> _BRIEF_
In the entries that follow, how many lines include the string "moved"? The answer is the number only.

> _DATA EXTRACTS_
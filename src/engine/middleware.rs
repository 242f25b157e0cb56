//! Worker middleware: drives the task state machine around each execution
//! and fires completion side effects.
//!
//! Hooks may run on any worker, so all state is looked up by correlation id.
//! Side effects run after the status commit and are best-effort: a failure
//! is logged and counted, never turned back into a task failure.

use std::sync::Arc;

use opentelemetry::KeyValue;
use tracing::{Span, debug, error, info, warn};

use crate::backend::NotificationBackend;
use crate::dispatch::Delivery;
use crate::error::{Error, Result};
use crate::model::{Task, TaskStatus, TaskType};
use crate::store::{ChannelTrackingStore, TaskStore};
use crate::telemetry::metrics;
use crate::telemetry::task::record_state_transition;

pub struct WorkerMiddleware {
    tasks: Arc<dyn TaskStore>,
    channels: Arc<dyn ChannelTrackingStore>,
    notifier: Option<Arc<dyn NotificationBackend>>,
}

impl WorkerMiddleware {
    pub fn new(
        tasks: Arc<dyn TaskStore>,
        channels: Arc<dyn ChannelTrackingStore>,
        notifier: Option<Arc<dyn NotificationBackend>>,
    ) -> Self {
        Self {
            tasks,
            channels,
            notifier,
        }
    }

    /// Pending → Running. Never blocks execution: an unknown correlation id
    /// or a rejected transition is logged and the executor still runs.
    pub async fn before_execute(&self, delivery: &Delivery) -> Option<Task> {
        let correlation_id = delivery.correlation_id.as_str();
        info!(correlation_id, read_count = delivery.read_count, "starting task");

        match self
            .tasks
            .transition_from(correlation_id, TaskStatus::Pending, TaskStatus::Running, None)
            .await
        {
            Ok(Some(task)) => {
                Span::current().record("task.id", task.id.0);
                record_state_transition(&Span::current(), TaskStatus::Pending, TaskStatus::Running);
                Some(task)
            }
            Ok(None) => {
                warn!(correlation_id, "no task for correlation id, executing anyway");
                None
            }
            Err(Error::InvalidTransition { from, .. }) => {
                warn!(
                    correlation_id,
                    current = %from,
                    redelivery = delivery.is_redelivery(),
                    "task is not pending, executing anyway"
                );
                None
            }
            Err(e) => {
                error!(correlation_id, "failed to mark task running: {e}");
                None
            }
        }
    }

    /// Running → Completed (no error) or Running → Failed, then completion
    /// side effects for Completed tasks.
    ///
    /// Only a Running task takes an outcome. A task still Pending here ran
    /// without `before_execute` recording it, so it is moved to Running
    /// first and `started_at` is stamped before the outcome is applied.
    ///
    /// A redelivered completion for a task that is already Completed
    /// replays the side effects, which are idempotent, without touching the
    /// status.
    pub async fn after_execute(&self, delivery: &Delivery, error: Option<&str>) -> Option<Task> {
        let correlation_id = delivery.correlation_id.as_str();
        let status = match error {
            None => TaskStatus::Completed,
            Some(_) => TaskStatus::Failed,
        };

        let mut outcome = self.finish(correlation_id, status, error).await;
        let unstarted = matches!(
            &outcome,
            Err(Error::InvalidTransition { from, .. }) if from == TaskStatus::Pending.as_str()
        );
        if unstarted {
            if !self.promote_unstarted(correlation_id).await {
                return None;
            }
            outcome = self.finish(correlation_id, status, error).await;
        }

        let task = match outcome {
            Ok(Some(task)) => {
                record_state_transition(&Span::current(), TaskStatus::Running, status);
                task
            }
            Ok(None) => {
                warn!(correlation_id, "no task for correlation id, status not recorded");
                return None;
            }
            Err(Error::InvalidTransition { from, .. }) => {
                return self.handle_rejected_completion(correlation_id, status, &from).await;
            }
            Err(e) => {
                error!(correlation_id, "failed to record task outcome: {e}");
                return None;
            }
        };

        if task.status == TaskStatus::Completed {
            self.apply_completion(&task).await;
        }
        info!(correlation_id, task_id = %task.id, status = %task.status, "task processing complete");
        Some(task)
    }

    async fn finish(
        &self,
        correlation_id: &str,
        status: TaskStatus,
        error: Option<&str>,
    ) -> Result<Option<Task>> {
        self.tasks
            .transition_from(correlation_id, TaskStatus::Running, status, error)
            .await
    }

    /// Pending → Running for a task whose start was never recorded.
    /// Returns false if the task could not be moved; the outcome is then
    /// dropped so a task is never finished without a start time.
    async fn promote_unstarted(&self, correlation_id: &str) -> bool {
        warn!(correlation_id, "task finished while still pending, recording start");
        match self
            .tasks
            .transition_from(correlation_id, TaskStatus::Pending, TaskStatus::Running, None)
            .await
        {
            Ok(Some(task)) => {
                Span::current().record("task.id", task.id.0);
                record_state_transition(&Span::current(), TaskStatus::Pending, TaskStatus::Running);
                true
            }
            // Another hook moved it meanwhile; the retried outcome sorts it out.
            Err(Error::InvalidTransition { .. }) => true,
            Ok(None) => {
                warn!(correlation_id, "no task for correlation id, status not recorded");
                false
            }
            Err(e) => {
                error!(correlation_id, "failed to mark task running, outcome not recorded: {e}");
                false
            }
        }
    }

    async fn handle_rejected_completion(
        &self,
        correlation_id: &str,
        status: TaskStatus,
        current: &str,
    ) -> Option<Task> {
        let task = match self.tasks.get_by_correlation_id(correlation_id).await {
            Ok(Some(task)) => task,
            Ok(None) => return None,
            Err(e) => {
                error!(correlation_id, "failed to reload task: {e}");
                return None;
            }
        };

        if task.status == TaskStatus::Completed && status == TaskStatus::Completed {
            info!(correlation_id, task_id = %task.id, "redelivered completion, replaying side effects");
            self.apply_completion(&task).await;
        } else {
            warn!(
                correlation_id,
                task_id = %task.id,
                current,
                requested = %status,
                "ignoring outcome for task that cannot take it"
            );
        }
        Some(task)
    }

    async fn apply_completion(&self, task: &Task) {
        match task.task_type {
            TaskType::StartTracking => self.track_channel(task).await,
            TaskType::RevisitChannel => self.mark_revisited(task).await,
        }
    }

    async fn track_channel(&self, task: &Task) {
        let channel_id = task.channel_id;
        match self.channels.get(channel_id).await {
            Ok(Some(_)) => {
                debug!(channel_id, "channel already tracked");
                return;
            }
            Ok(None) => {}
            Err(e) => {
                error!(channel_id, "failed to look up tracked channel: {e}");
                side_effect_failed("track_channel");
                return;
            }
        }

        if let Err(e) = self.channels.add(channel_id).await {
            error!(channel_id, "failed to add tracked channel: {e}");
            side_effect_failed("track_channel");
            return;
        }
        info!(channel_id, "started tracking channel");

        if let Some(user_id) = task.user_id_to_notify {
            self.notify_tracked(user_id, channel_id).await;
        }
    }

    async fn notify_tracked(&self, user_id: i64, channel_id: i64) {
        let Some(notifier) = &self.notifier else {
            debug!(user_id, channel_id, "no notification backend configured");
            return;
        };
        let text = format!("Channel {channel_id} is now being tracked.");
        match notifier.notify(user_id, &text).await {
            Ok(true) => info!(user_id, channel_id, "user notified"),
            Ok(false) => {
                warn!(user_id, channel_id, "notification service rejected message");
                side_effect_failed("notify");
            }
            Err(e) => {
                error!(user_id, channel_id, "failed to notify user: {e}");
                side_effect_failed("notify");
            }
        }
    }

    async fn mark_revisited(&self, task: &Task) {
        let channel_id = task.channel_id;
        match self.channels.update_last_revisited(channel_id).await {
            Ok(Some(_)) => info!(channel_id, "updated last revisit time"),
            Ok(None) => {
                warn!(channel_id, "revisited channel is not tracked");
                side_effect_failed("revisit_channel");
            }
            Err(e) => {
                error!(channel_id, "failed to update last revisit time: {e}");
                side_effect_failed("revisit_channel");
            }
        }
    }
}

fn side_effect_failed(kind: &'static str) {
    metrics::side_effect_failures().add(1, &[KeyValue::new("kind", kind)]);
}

> _EXERCISE SOLUTION_
3